Gilead and biotech strike antibody deal worth north of $1.1B--maybe

MacroGenics has landed a licensing deal with the biopharma powerhouse Gilead Sciences ($GILD) that could be worth more than $1.1 billion if four pre-clinical programs go perfectly.

In biotech programs almost never go perfectly. Nevertheless, MacroGenics has found a fourth major drugmaker to gamble on its bi-specific antibody platform, which has already brought the Rockville, MD-based biotech alliances with Pfizer ($PFE), Boehringer Ingelheim and Servier.

Since a diabetes drug partnered with Eli Lilly ($LLY) failed in Phase III in 2010, Rockville, MD-based MacroGenics has reinvented itself through a string of licensing pacts based on antibody assets and its DART technology for yielding dual-acting biotech drugs. In the Gilead deal, the company could pocket up to $30 million in license fees, $85 million in pre-clinical milestone payments and some $1 billion more down the road through the four programs.

Gilead, the world's top HIV drugmaker, and MacroGenics have not specified the four targets involved in their pact. However, the biotech's press release quotes Dr. Roy Baynes, the senior VP of oncology and inflammation therapeutics at Gilead.
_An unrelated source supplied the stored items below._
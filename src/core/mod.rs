//! core
//!
//! Shared domain types and configuration.
//!
//! # Modules
//!
//! - [`types`] - Form values, users and failure classification
//! - [`config`] - Configuration loading and precedence

pub mod config;
pub mod types;
//! session::errors
//!
//! Error types for sign-in and session persistence.
//!
//! Messages never contain tokens or passwords.

use thiserror::Error;

use crate::api::ApiError;
use crate::core::types::FailureKind;
use crate::secrets::SecretError;

/// Errors from [`SessionStore::sign_in`](super::SessionStore::sign_in).
#[derive(Debug, Clone, Error, PartialEq, Eq)]
pub enum AuthError {
    /// The server rejected the email/password pair.
    #[error("invalid email or password")]
    InvalidCredentials,

    /// The server could not be reached or failed.
    #[error("sign-in failed: {0}")]
    Transport(ApiError),
}

impl AuthError {
    pub fn kind(&self) -> FailureKind {
        match self {
            AuthError::InvalidCredentials => FailureKind::Auth,
            AuthError::Transport(_) => FailureKind::Transport,
        }
    }

    /// Check if this error indicates a transient failure that might succeed on retry.
    pub fn is_transient(&self) -> bool {
        match self {
            AuthError::InvalidCredentials => false,
            AuthError::Transport(e) => e.is_transient(),
        }
    }
}

impl From<ApiError> for AuthError {
    fn from(err: ApiError) -> Self {
        match err {
            ApiError::InvalidCredentials | ApiError::Unauthorized => AuthError::InvalidCredentials,
            other => AuthError::Transport(other),
        }
    }
}

/// Errors from persisting or restoring a session.
#[derive(Debug, Error)]
pub enum SessionError {
    /// The snapshot is malformed or of an unknown schema.
    #[error("invalid session snapshot: {0}")]
    InvalidSnapshot(String),

    /// The secret store failed.
    #[error("session storage error: {0}")]
    Storage(#[from] SecretError),
}

impl From<serde_json::Error> for SessionError {
    fn from(err: serde_json::Error) -> Self {
        SessionError::InvalidSnapshot(err.to_string())
    }
}
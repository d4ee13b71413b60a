//! cli::commands
//!
//! Command dispatch and handlers.
//!
//! # Architecture
//!
//! Each command handler:
//! 1. Opens the app (restores the saved session, mounts the screen graph)
//! 2. Refuses to run if its screen is not in the mounted graph
//! 3. Runs the form pipeline or reads the session
//!
//! # Async Commands
//!
//! Form commands are async because they call the API. Their sync wrappers
//! run them on a current-thread tokio runtime.

mod completion;
mod form_input;
mod profile;
mod sign_in;
mod sign_out;
mod sign_up;
mod status;

pub use completion::completion;
pub use profile::{profile, ProfileOptions};
pub use sign_in::sign_in;
pub use sign_out::sign_out;
pub use sign_up::sign_up;
pub use status::status;

use crate::cli::args::Command;
use crate::cli::context::Context;
use anyhow::Result;

/// Dispatch a command to its handler.
pub fn dispatch(command: Command, ctx: &Context) -> Result<()> {
    match command {
        Command::SignIn { email, password } => sign_in(ctx, email, password),
        Command::SignUp {
            name,
            email,
            password,
        } => sign_up(ctx, name, email, password),
        Command::Profile {
            name,
            email,
            change_password,
            old_password,
            password,
            password_confirmation,
        } => profile(
            ctx,
            ProfileOptions {
                name,
                email,
                change_password,
                old_password,
                password,
                password_confirmation,
            },
        ),
        Command::SignOut => sign_out(ctx),
        Command::Status => status(ctx),
        Command::Completion { shell } => completion(shell),
    }
}
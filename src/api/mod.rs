//! api
//!
//! Abstraction over the remote booking API.
//!
//! # Architecture
//!
//! The `BookingApi` trait is the only way client code talks to the server.
//! Commands obtain an implementation through [`create_api`] rather than
//! constructing [`HttpApi`] directly.
//!
//! - Remote calls are made only after local validation has passed
//! - Remote failures never leave partial client state behind
//!
//! # Modules
//!
//! - `traits`: `BookingApi` and request/response types
//! - [`http`]: HTTP implementation
//! - [`mock`]: in-memory implementation for deterministic testing
//!
//! # Example
//!
//! ```ignore
//! use bookctl::api::{create_api, BookingApi, Credentials};
//!
//! let api = create_api(&config)?;
//! let grant = api.create_session(Credentials::new("ana@x.com", "123456")).await?;
//! ```

pub mod http;
pub mod mock;
mod traits;

pub use http::HttpApi;
pub use traits::*;

use std::sync::Arc;

use crate::core::config::Config;

/// Create the API client described by `config`.
///
/// # Errors
///
/// Returns `ApiError::Network` if the HTTP client cannot be built.
pub fn create_api(config: &Config) -> Result<Arc<dyn BookingApi>, ApiError> {
    let api = HttpApi::new(config.api_url(), config.request_timeout())?;
    Ok(Arc::new(api))
}
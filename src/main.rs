use std::process::ExitCode;

use bookctl::ui::output;

fn main() -> ExitCode {
    match bookctl::cli::run() {
        Ok(()) => ExitCode::SUCCESS,
        Err(e) => {
            output::error(format!("{:#}", e));
            ExitCode::FAILURE
        }
    }
}
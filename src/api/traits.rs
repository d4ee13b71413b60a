//! api::traits
//!
//! The remote booking API as seen by the client.
//!
//! # Design
//!
//! The `BookingApi` trait is async because every call is network I/O. The
//! wire format is owned by the implementation; callers only depend on the
//! request/response types here and on [`ApiError::kind`] to tell an auth
//! failure from a transport failure.
//!
//! Adapters:
//! - Are invoked only after local validation has passed
//! - May fail without touching any client state
//! - Never include passwords or tokens in errors

use async_trait::async_trait;
use serde::{Deserialize, Serialize};
use std::fmt;
use thiserror::Error;

use crate::core::types::{FailureKind, User};

/// Errors from remote API calls.
#[derive(Debug, Clone, Error, PartialEq, Eq)]
pub enum ApiError {
    /// The credentials were rejected when opening a session.
    #[error("invalid email or password")]
    InvalidCredentials,

    /// The session token was rejected.
    #[error("session is not authorized")]
    Unauthorized,

    /// The server rejected the request (4xx other than 401).
    #[error("request rejected: {status} - {message}")]
    Rejected {
        /// HTTP status code
        status: u16,
        /// Message from the server
        message: String,
    },

    /// The server failed (5xx).
    #[error("server error: {status} - {message}")]
    Server {
        /// HTTP status code
        status: u16,
        /// Message from the server
        message: String,
    },

    /// Network or connection error.
    #[error("network error: {0}")]
    Network(String),

    /// The response could not be decoded.
    #[error("unexpected response: {0}")]
    Decode(String),
}

impl ApiError {
    /// Classify the error for user-facing handling.
    pub fn kind(&self) -> FailureKind {
        match self {
            ApiError::InvalidCredentials | ApiError::Unauthorized => FailureKind::Auth,
            ApiError::Rejected { .. }
            | ApiError::Server { .. }
            | ApiError::Network(_)
            | ApiError::Decode(_) => FailureKind::Transport,
        }
    }

    /// Whether retrying the same request might succeed.
    pub fn is_transient(&self) -> bool {
        matches!(self, ApiError::Server { .. } | ApiError::Network(_))
    }
}

/// Request to register a new user.
#[derive(Clone, Serialize)]
pub struct NewUser {
    pub name: String,
    pub email: String,
    pub password: String,
}

/// Credentials for opening a session.
#[derive(Clone, Serialize)]
pub struct Credentials {
    pub email: String,
    pub password: String,
}

impl Credentials {
    pub fn new(email: impl Into<String>, password: impl Into<String>) -> Self {
        Self {
            email: email.into(),
            password: password.into(),
        }
    }
}

/// Request to update the signed-in user's profile.
///
/// Password fields are sent only when the user is changing the password.
#[derive(Clone, Default, Serialize)]
pub struct ProfileUpdate {
    pub name: String,
    pub email: String,
    #[serde(skip_serializing_if = "Option::is_none")]
    pub old_password: Option<String>,
    #[serde(skip_serializing_if = "Option::is_none")]
    pub password: Option<String>,
    #[serde(skip_serializing_if = "Option::is_none")]
    pub password_confirmation: Option<String>,
}

impl ProfileUpdate {
    /// Whether this update changes the password.
    pub fn changes_password(&self) -> bool {
        self.password.is_some()
    }
}

/// A successful session grant.
#[derive(Clone, Deserialize)]
pub struct SessionGrant {
    pub user: User,
    pub token: String,
}

// Custom Debug implementations to redact secrets

impl fmt::Debug for NewUser {
    fn fmt(&self, f: &mut fmt::Formatter<'_>) -> fmt::Result {
        f.debug_struct("NewUser")
            .field("name", &self.name)
            .field("email", &self.email)
            .field("password", &"[REDACTED]")
            .finish()
    }
}

impl fmt::Debug for Credentials {
    fn fmt(&self, f: &mut fmt::Formatter<'_>) -> fmt::Result {
        f.debug_struct("Credentials")
            .field("email", &self.email)
            .field("password", &"[REDACTED]")
            .finish()
    }
}

impl fmt::Debug for ProfileUpdate {
    fn fmt(&self, f: &mut fmt::Formatter<'_>) -> fmt::Result {
        f.debug_struct("ProfileUpdate")
            .field("name", &self.name)
            .field("email", &self.email)
            .field("changes_password", &self.changes_password())
            .finish()
    }
}

impl fmt::Debug for SessionGrant {
    fn fmt(&self, f: &mut fmt::Formatter<'_>) -> fmt::Result {
        f.debug_struct("SessionGrant")
            .field("user", &self.user)
            .field("token", &"[REDACTED]")
            .finish()
    }
}

/// The remote booking API.
///
/// # Thread Safety
///
/// Implementations must be `Send + Sync` so they can be shared behind `Arc`
/// by the session store and the form actions.
///
/// # Error Handling
///
/// Callers discriminate with [`ApiError::kind`]:
/// - `FailureKind::Auth`: credentials or token rejected
/// - `FailureKind::Transport`: anything else; safe to retry
#[async_trait]
pub trait BookingApi: Send + Sync {
    /// Implementation name (e.g., "http", "mock").
    fn name(&self) -> &'static str;

    /// Register a new user (`POST /users`).
    ///
    /// # Errors
    ///
    /// - `Rejected` if the server refuses the payload (e.g., email in use)
    /// - `Network` / `Server` on transport problems
    async fn create_user(&self, request: NewUser) -> Result<User, ApiError>;

    /// Open a session (`POST /sessions`).
    ///
    /// # Errors
    ///
    /// - `InvalidCredentials` if the email/password pair is wrong
    /// - `Network` / `Server` on transport problems
    async fn create_session(&self, credentials: Credentials) -> Result<SessionGrant, ApiError>;

    /// Update the signed-in user's profile (`PUT /profile`).
    ///
    /// # Errors
    ///
    /// - `Unauthorized` if the token is rejected
    /// - `Rejected` if the server refuses the update (e.g., wrong old password)
    async fn update_profile(&self, token: &str, update: ProfileUpdate)
        -> Result<User, ApiError>;
}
Baynes's group has been active lately with a pact worth up to $100 million with cancer experts at Yale in 2011. And last month it picked up experimental cancer drugs in a buyout of YM Biosciences for $510 million.
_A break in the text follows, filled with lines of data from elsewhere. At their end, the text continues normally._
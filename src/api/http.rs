//! api::http
//!
//! HTTP implementation of [`BookingApi`].
//!
//! # Endpoints
//!
//! - `POST /users` - register
//! - `POST /sessions` - sign in, returns `{ user, token }`
//! - `PUT /profile` - update the signed-in user (bearer token)
//!
//! Error bodies are expected as `{ "message": "..." }`; anything else is
//! reported with a generic message.

use async_trait::async_trait;
use reqwest::header::{HeaderMap, HeaderValue, ACCEPT, USER_AGENT};
use reqwest::{Client, Response, StatusCode};
use serde::de::DeserializeOwned;
use serde::Deserialize;
use std::time::Duration;
use tracing::debug;

use super::traits::{ApiError, BookingApi, Credentials, NewUser, ProfileUpdate, SessionGrant};
use crate::core::types::User;

/// User-Agent header value for API requests.
const USER_AGENT_VALUE: &str = concat!("bookctl/", env!("CARGO_PKG_VERSION"));

/// Which endpoint a response came from; decides how 401 is read.
#[derive(Debug, Clone, Copy, PartialEq, Eq)]
enum Endpoint {
    Users,
    Sessions,
    Profile,
}

impl Endpoint {
    fn path(self) -> &'static str {
        match self {
            Endpoint::Users => "users",
            Endpoint::Sessions => "sessions",
            Endpoint::Profile => "profile",
        }
    }
}

#[derive(Debug, Deserialize)]
struct ErrorBody {
    message: String,
}

/// Booking API over HTTP.
#[derive(Debug, Clone)]
pub struct HttpApi {
    client: Client,
    base_url: String,
}

impl HttpApi {
    /// Create a client for the API rooted at `base_url`.
    ///
    /// # Errors
    ///
    /// Returns `ApiError::Network` if the HTTP client cannot be built.
    pub fn new(base_url: &str, timeout: Duration) -> Result<Self, ApiError> {
        let mut headers = HeaderMap::new();
        headers.insert(ACCEPT, HeaderValue::from_static("application/json"));
        headers.insert(USER_AGENT, HeaderValue::from_static(USER_AGENT_VALUE));

        let client = Client::builder()
            .default_headers(headers)
            .timeout(timeout)
            .build()
            .map_err(|e| ApiError::Network(e.to_string()))?;

        Ok(Self {
            client,
            base_url: base_url.trim_end_matches('/').to_string(),
        })
    }

    /// The API base URL.
    pub fn base_url(&self) -> &str {
        &self.base_url
    }

    fn url(&self, endpoint: Endpoint) -> String {
        format!("{}/{}", self.base_url, endpoint.path())
    }

    async fn handle_response<T: DeserializeOwned>(
        response: Response,
        endpoint: Endpoint,
    ) -> Result<T, ApiError> {
        let status = response.status();
        debug!(endpoint = endpoint.path(), status = status.as_u16(), "api response");

        if status.is_success() {
            return response
                .json::<T>()
                .await
                .map_err(|e| ApiError::Decode(e.to_string()));
        }

        let message = match response.json::<ErrorBody>().await {
            Ok(body) => body.message,
            Err(_) => "Unknown error".to_string(),
        };

        Err(match status {
            StatusCode::UNAUTHORIZED if endpoint == Endpoint::Sessions => {
                ApiError::InvalidCredentials
            }
            StatusCode::UNAUTHORIZED => ApiError::Unauthorized,
            _ if status.is_server_error() => ApiError::Server {
                status: status.as_u16(),
                message,
            },
            _ => ApiError::Rejected {
                status: status.as_u16(),
                message,
            },
        })
    }
}

fn network_error(e: reqwest::Error) -> ApiError {
    ApiError::Network(e.without_url().to_string())
}

#[async_trait]
impl BookingApi for HttpApi {
    fn name(&self) -> &'static str {
        "http"
    }

    async fn create_user(&self, request: NewUser) -> Result<User, ApiError> {
        let response = self
            .client
            .post(self.url(Endpoint::Users))
            .json(&request)
            .send()
            .await
            .map_err(network_error)?;

        Self::handle_response(response, Endpoint::Users).await
    }

    async fn create_session(&self, credentials: Credentials) -> Result<SessionGrant, ApiError> {
        let response = self
            .client
            .post(self.url(Endpoint::Sessions))
            .json(&credentials)
            .send()
            .await
            .map_err(network_error)?;

        Self::handle_response(response, Endpoint::Sessions).await
    }

    async fn update_profile(
        &self,
        token: &str,
        update: ProfileUpdate,
    ) -> Result<User, ApiError> {
        let response = self
            .client
            .put(self.url(Endpoint::Profile))
            .bearer_auth(token)
            .json(&update)
            .send()
            .await
            .map_err(network_error)?;

        Self::handle_response(response, Endpoint::Profile).await
    }
}

#[cfg(test)]
mod tests {
    use super::*;

    #[test]
    fn base_url_trailing_slash_trimmed() {
        let api = HttpApi::new("http://localhost:3333/", Duration::from_secs(5)).unwrap();
        assert_eq!(api.base_url(), "http://localhost:3333");
        assert_eq!(api.url(Endpoint::Sessions), "http://localhost:3333/sessions");
    }

    #[test]
    fn user_agent_names_the_client() {
        assert!(USER_AGENT_VALUE.starts_with("bookctl/"));
    }
}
"This partnership [with MacroGenics]," Baynes stated, "underscores Gilead's commitment to developing innovative therapies that address significant unmet medical needs for patients with cancer and other life‐threatening diseases."

What's got so many drugmakers interested in MacroGenics' DART tech? The biotech hasn't even tested its antibodies from the platform in human studies. Yet the company's drugs can home in on two targets with one compound, and the compounds can be engineered to have prolonged durations of activity.

In a program partnered with Servier, MacroGenics is using a bi-specific antibody to turn assassins for the immune system into tumor killers to treat blood cancers. It aims to file an IND for the project in late 2013.